BACKGROUND: Additional surgery is recommended after noncurative endoscopic submucosal dissection (ESD) for early gastric cancer due to the risk of lymph node metastasis. However, age may affect the clinical management of these patients. OBJECTIVES: The aim of our retrospective multicenter study was to clarify whether age affects decision-making after noncurative ESD and if the decision affects long-term outcomes. METHODS:Age was classified as follows: non-elderly, <70 years (n = 811); elderly, 70-79 years (n= 760); and super-elderly, ≥80 years (n = 398).

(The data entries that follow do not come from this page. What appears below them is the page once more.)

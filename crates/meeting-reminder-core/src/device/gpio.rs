//! LED + buzzer + button alert device over a generic pin board.

use std::sync::{Arc, Mutex};
use std::time::Duration;

use async_trait::async_trait;
use tokio::task::JoinHandle;
use tokio::time::Instant;
use tokio_util::sync::CancellationToken;

use super::debounce::RisingEdge;
use super::pattern::RepeatingTask;
use super::{AcknowledgeSignal, AcknowledgeTrigger, AlertDevice};
use crate::error::DeviceError;

/// Minimal pin access the alert device needs.
pub trait Board: Send + Sync + 'static {
    fn set_output(&self, pin: &str, high: bool) -> Result<(), DeviceError>;

    /// Raw sample of an input: a level (0/1) or an interrupt tick count.
    fn read_input(&self, pin: &str) -> Result<i64, DeviceError>;
}

/// Pin names as understood by the board.
#[derive(Debug, Clone)]
pub struct GpioPins {
    pub led: String,
    pub buzzer: String,
    pub button: String,
}

#[derive(Debug, Clone, Copy)]
pub struct GpioTiming {
    /// Half-period of the blink/buzz pattern.
    pub blink_interval: Duration,
    /// How often the button is sampled.
    pub input_poll: Duration,
    /// Rising-edge noise threshold, see [`RisingEdge`].
    pub edge_threshold: i64,
}

impl Default for GpioTiming {
    fn default() -> Self {
        Self {
            blink_interval: Duration::from_millis(250),
            input_poll: Duration::from_millis(25),
            edge_threshold: 0,
        }
    }
}

struct Armed {
    cancel: CancellationToken,
    pattern: RepeatingTask,
    poller: JoinHandle<()>,
}

/// Alert device that blinks an LED and pulses a buzzer in lockstep and
/// watches a button for the acknowledge press.
pub struct GpioDevice<B: Board> {
    board: Arc<B>,
    pins: Arc<GpioPins>,
    timing: GpioTiming,
    armed: Mutex<Option<Armed>>,
}

impl<B: Board> GpioDevice<B> {
    /// Wrap `board` and drive both outputs low.
    pub fn open(board: B, pins: GpioPins, timing: GpioTiming) -> Result<Self, DeviceError> {
        let device = Self {
            board: Arc::new(board),
            pins: Arc::new(pins),
            timing,
            armed: Mutex::new(None),
        };
        set_outputs(&*device.board, &device.pins, false)?;
        Ok(device)
    }

    pub fn board(&self) -> &B {
        &self.board
    }

    pub fn is_armed(&self) -> bool {
        self.armed
            .lock()
            .map(|guard| guard.is_some())
            .unwrap_or(false)
    }

    fn take_armed(&self) -> Option<Armed> {
        match self.armed.lock() {
            Ok(mut guard) => guard.take(),
            Err(poisoned) => poisoned.into_inner().take(),
        }
    }

    async fn teardown(&self) -> Result<(), DeviceError> {
        if let Some(armed) = self.take_armed() {
            armed.cancel.cancel();
            armed.pattern.join().await;
            if let Err(err) = armed.poller.await {
                tracing::warn!(error = %err, "button poller task failed");
            }
        }
        set_outputs(&*self.board, &self.pins, false)
    }
}

#[async_trait]
impl<B: Board> AlertDevice for GpioDevice<B> {
    async fn arm(&self, deadline: Instant) -> Result<AcknowledgeSignal, DeviceError> {
        if self.is_armed() {
            tracing::debug!("re-arming: tearing down previous alert");
            if let Err(err) = self.teardown().await {
                tracing::warn!(error = %err, "failed to reset outputs before re-arm");
            }
        }

        let cancel = CancellationToken::new();

        let board = self.board.clone();
        let pins = self.pins.clone();
        let pattern = RepeatingTask::spawn(
            self.timing.blink_interval,
            deadline,
            cancel.clone(),
            move |on| {
                if let Err(err) = set_outputs(&*board, &pins, on) {
                    tracing::warn!(error = %err, on, "failed to drive alert outputs");
                }
                std::future::ready(())
            },
        );

        let (trigger, signal) = AcknowledgeSignal::pair();
        let poller = tokio::spawn(watch_button(
            self.board.clone(),
            self.pins.button.clone(),
            self.timing,
            deadline,
            cancel.clone(),
            trigger,
        ));

        let previous = match self.armed.lock() {
            Ok(mut guard) => guard.replace(Armed {
                cancel,
                pattern,
                poller,
            }),
            Err(poisoned) => poisoned.into_inner().replace(Armed {
                cancel,
                pattern,
                poller,
            }),
        };
        if let Some(stale) = previous {
            stale.cancel.cancel();
        }

        tracing::debug!(led = %self.pins.led, buzzer = %self.pins.buzzer, "alert armed");
        Ok(signal)
    }

    async fn disarm(&self) -> Result<(), DeviceError> {
        self.teardown().await
    }
}

fn set_outputs<B: Board + ?Sized>(board: &B, pins: &GpioPins, high: bool) -> Result<(), DeviceError> {
    let led = board.set_output(&pins.led, high);
    let buzzer = board.set_output(&pins.buzzer, high);
    led.and(buzzer)
}

async fn watch_button<B: Board>(
    board: Arc<B>,
    pin: String,
    timing: GpioTiming,
    deadline: Instant,
    cancel: CancellationToken,
    trigger: AcknowledgeTrigger,
) {
    let mut edge = RisingEdge::new(timing.edge_threshold);
    let mut failures = 0u32;

    loop {
        if cancel.is_cancelled() || Instant::now() >= deadline {
            return;
        }

        match board.read_input(&pin) {
            Ok(sample) => {
                failures = 0;
                if edge.observe(sample) {
                    tracing::info!(%pin, "acknowledge pressed");
                    trigger.fire();
                    return;
                }
            }
            Err(err) => {
                failures += 1;
                if failures == 1 {
                    tracing::warn!(error = %err, %pin, "failed to read button");
                } else {
                    tracing::debug!(error = %err, %pin, failures, "failed to read button");
                }
            }
        }

        tokio::select! {
            _ = cancel.cancelled() => return,
            _ = tokio::time::sleep_until(deadline) => return,
            _ = tokio::time::sleep(timing.input_poll) => {}
        }
    }
}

Age associations with the selection for additional surgery were evaluated using logistic regression analysis. Long-term outcomes were also evaluated in each age group. RESULTS:Age was inversely related to the rate of additional surgery, which ranged from 70.0% in the non-elderly group to 20.1% in the super-elderly group (p < 0.001). On multivariate analysis, age <70 years (versus age ≥80 years) was associated with the -selection of additional surgery (OR 18.6). Overall survival (OS) in patients who underwent additional surgery was -significantly higher in the non-elderly and elderly groups (p< 0.001), whereas the difference was not significant in the super-elderly group (p = 0.23). CONCLUSIONS: Despite the fact that almost 80% of super-elderly patients did not undergo additional surgery, the difference of OS between patients with and without additional surgery was not significant only in patients ≥80 years. Therefore, establishment of criteria for selecting treatment methods after noncurative ESD in elderly patients is required.